> [WHAT THE TASK REQUIRES] Every line below that has the string "RowMajor" needs to be copied.

> [Stored records]
*-*-*
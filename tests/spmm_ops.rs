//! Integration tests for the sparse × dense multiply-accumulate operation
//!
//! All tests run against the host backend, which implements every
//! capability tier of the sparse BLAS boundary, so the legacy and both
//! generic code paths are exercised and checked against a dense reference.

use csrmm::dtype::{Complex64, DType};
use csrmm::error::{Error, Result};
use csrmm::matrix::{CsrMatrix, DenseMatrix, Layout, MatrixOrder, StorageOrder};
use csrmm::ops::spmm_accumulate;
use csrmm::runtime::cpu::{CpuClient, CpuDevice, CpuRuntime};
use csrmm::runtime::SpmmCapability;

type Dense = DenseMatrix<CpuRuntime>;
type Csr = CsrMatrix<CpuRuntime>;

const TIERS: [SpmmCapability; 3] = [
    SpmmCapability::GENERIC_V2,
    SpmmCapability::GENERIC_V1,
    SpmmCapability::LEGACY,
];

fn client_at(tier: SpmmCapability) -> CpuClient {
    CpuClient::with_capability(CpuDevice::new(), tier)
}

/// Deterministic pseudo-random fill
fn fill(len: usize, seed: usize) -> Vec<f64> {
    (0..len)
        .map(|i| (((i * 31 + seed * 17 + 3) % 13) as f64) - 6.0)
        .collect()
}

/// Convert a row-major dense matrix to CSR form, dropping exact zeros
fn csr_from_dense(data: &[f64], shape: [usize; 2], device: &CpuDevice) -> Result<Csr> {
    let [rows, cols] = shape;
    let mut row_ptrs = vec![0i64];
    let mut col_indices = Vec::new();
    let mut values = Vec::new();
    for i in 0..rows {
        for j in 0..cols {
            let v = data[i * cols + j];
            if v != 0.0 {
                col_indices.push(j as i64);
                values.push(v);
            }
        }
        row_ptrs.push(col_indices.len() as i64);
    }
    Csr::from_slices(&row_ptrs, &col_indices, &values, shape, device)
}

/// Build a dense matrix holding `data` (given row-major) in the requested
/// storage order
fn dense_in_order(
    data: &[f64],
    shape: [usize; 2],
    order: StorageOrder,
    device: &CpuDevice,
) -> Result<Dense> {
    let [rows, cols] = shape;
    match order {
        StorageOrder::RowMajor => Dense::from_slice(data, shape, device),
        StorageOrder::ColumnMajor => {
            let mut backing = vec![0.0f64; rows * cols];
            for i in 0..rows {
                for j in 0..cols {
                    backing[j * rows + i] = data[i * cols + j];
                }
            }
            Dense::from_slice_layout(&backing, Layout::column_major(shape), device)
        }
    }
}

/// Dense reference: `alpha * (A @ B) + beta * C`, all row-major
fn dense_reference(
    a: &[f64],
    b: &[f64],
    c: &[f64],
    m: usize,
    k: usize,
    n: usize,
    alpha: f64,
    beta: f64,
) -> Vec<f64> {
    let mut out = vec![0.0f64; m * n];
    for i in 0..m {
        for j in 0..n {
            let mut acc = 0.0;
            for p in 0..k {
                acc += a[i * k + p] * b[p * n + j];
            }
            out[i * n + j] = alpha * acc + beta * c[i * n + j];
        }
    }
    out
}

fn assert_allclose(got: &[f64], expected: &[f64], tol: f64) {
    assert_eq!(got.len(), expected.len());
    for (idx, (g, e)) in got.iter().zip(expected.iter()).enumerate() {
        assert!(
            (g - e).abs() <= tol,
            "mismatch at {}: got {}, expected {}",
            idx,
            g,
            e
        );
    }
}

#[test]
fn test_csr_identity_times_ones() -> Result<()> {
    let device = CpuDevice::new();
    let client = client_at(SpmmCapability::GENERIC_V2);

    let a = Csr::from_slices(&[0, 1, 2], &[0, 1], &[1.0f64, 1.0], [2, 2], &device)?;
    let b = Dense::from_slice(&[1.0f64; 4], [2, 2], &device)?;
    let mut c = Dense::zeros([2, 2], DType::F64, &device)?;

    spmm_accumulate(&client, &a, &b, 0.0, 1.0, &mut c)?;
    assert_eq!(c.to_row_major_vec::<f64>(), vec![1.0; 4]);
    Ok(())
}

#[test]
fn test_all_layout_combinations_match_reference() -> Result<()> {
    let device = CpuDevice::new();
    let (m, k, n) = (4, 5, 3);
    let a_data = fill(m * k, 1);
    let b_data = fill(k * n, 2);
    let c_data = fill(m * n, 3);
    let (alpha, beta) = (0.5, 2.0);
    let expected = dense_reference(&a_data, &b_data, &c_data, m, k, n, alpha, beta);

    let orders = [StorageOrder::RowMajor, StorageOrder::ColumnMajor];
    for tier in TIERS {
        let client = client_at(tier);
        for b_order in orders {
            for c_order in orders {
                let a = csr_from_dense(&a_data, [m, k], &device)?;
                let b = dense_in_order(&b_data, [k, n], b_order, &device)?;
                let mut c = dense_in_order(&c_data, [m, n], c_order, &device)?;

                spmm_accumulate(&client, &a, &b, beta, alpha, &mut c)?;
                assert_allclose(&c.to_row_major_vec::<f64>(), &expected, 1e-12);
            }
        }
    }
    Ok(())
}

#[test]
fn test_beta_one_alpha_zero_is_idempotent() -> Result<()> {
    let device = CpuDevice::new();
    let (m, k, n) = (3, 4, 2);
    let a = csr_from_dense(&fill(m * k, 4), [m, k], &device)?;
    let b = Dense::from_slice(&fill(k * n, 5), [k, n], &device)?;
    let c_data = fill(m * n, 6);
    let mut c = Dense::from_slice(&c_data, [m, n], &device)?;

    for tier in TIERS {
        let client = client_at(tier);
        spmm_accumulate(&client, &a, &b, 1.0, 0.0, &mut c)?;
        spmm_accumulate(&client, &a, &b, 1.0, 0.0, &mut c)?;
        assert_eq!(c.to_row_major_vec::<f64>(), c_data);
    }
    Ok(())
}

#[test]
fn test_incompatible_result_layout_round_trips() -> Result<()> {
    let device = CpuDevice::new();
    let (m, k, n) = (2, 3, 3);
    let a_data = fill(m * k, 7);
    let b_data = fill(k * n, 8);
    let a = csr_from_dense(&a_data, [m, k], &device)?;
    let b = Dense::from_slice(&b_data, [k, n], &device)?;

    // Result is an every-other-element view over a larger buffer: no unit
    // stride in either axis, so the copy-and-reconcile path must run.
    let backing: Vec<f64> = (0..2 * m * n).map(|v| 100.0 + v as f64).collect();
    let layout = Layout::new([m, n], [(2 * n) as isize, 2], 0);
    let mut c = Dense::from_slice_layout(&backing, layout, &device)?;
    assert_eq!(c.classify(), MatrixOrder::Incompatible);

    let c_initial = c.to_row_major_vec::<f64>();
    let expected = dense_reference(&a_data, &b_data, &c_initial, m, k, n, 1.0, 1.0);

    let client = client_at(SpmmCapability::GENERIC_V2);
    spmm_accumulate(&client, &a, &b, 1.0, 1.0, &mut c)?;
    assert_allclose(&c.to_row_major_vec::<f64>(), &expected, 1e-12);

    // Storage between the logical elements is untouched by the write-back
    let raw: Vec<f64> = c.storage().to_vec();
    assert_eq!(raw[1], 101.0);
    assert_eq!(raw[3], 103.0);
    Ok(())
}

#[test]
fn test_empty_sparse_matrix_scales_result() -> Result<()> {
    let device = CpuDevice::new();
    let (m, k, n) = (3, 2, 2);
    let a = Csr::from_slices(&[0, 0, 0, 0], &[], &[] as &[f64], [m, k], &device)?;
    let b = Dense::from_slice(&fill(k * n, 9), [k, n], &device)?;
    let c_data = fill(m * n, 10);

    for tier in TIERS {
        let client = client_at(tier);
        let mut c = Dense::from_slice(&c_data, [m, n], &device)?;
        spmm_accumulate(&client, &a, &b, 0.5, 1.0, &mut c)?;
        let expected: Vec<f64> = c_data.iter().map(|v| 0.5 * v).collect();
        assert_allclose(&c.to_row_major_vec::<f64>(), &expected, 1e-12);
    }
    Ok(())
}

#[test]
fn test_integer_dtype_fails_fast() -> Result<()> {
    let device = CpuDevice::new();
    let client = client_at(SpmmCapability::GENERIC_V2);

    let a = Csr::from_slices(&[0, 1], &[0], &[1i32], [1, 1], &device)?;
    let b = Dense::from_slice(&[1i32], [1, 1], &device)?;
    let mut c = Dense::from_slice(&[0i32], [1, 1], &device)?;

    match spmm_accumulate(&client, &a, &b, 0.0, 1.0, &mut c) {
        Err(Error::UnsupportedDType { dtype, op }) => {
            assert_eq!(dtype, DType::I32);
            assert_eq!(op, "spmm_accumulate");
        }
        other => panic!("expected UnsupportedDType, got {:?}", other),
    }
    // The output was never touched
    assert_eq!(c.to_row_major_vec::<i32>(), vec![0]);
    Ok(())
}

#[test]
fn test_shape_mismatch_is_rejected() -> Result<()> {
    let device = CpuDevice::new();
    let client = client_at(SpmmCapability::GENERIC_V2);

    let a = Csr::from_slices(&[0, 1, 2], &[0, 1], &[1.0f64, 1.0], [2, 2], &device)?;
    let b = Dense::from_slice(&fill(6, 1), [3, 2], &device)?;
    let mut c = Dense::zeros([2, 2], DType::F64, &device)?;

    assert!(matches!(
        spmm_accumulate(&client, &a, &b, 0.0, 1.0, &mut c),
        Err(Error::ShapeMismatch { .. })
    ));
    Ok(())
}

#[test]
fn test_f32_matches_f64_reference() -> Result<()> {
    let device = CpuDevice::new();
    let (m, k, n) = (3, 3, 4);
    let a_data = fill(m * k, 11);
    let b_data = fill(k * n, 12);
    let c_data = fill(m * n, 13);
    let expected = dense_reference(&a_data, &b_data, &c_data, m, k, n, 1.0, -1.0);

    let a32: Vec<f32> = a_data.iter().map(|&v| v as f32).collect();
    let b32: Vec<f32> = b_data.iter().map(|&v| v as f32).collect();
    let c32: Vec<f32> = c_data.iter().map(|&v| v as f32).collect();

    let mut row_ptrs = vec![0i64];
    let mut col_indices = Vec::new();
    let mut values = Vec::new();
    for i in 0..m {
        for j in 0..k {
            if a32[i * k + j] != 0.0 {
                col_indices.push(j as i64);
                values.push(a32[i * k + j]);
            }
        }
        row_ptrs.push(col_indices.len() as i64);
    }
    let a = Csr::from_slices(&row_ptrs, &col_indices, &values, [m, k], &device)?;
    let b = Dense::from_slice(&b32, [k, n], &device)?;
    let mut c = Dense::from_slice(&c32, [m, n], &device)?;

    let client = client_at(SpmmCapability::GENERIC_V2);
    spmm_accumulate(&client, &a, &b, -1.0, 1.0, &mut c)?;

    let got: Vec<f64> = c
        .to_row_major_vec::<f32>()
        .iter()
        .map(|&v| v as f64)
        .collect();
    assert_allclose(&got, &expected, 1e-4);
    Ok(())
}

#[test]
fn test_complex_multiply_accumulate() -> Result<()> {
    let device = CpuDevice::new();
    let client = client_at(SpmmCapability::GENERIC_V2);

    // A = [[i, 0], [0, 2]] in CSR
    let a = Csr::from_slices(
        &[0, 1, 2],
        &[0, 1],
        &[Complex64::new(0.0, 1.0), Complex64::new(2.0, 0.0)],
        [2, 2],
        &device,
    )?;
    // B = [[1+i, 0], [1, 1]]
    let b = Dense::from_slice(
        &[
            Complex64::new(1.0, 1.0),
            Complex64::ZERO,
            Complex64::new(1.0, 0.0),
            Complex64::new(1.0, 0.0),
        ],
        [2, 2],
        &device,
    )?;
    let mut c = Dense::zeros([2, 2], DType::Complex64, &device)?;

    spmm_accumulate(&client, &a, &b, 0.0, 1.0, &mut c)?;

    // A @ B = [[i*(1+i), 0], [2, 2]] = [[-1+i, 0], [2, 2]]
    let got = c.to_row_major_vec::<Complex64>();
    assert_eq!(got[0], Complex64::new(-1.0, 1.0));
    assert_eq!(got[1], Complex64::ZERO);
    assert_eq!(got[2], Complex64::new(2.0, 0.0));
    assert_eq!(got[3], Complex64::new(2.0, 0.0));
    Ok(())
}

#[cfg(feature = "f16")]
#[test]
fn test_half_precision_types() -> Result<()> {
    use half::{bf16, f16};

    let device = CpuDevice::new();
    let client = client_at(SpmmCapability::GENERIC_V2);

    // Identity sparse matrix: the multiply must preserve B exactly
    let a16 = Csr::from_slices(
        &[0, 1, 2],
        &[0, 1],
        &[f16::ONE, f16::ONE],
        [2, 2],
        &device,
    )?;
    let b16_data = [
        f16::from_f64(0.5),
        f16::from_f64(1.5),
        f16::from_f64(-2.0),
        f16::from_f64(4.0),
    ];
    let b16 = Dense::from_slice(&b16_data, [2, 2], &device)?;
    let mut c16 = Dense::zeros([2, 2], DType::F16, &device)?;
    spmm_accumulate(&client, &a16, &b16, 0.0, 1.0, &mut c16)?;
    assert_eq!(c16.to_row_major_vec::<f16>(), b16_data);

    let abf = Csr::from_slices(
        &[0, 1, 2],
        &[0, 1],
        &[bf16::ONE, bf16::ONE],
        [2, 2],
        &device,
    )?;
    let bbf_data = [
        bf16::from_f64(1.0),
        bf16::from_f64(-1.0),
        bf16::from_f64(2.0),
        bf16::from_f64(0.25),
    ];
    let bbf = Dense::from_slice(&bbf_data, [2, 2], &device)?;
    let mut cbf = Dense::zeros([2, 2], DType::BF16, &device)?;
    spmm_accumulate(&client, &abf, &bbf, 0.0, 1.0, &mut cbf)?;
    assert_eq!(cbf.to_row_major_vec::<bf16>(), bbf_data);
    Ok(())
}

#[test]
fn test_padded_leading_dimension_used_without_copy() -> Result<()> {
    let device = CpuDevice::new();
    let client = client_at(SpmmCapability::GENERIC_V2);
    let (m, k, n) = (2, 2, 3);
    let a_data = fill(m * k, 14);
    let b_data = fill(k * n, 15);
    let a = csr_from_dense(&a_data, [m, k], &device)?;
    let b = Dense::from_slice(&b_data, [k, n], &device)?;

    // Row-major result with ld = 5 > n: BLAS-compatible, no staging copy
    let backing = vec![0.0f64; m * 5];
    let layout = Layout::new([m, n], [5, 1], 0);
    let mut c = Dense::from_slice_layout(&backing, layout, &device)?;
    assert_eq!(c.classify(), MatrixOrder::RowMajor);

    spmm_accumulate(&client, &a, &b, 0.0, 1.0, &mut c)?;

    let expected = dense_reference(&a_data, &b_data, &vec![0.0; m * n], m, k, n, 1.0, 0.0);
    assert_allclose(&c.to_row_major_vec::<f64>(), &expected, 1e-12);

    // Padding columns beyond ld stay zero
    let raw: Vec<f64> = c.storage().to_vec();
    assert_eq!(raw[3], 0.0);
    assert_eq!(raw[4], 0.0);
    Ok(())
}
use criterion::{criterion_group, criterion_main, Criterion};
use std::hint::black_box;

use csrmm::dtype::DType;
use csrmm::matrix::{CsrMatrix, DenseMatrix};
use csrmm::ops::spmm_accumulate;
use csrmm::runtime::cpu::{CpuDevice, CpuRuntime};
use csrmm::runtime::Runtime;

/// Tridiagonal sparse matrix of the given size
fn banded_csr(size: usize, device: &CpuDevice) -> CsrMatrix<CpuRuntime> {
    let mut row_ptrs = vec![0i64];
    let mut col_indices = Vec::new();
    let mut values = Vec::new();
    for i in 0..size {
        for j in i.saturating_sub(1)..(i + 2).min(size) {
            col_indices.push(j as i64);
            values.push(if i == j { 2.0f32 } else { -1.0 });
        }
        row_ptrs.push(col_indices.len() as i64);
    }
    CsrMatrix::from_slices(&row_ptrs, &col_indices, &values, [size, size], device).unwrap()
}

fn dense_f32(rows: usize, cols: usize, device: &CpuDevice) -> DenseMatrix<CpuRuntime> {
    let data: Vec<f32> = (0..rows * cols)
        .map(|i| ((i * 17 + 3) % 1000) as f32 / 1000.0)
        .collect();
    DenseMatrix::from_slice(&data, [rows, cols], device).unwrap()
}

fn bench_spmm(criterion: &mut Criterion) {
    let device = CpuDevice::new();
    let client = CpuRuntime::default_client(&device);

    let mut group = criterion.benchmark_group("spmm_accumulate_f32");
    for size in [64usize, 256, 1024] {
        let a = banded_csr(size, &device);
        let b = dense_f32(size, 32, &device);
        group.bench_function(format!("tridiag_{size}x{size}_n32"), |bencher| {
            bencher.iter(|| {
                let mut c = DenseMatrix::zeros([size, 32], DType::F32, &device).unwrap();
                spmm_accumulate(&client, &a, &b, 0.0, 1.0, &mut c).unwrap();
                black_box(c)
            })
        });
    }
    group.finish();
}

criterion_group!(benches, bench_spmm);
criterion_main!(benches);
*-*-*
> [WRITTEN RESPONSE]
        StorageOrder::RowMajor => Dense::from_slice(data, shape, device),
    let orders = [StorageOrder::RowMajor, StorageOrder::ColumnMajor];
    assert_eq!(c.classify(), MatrixOrder::RowMajor);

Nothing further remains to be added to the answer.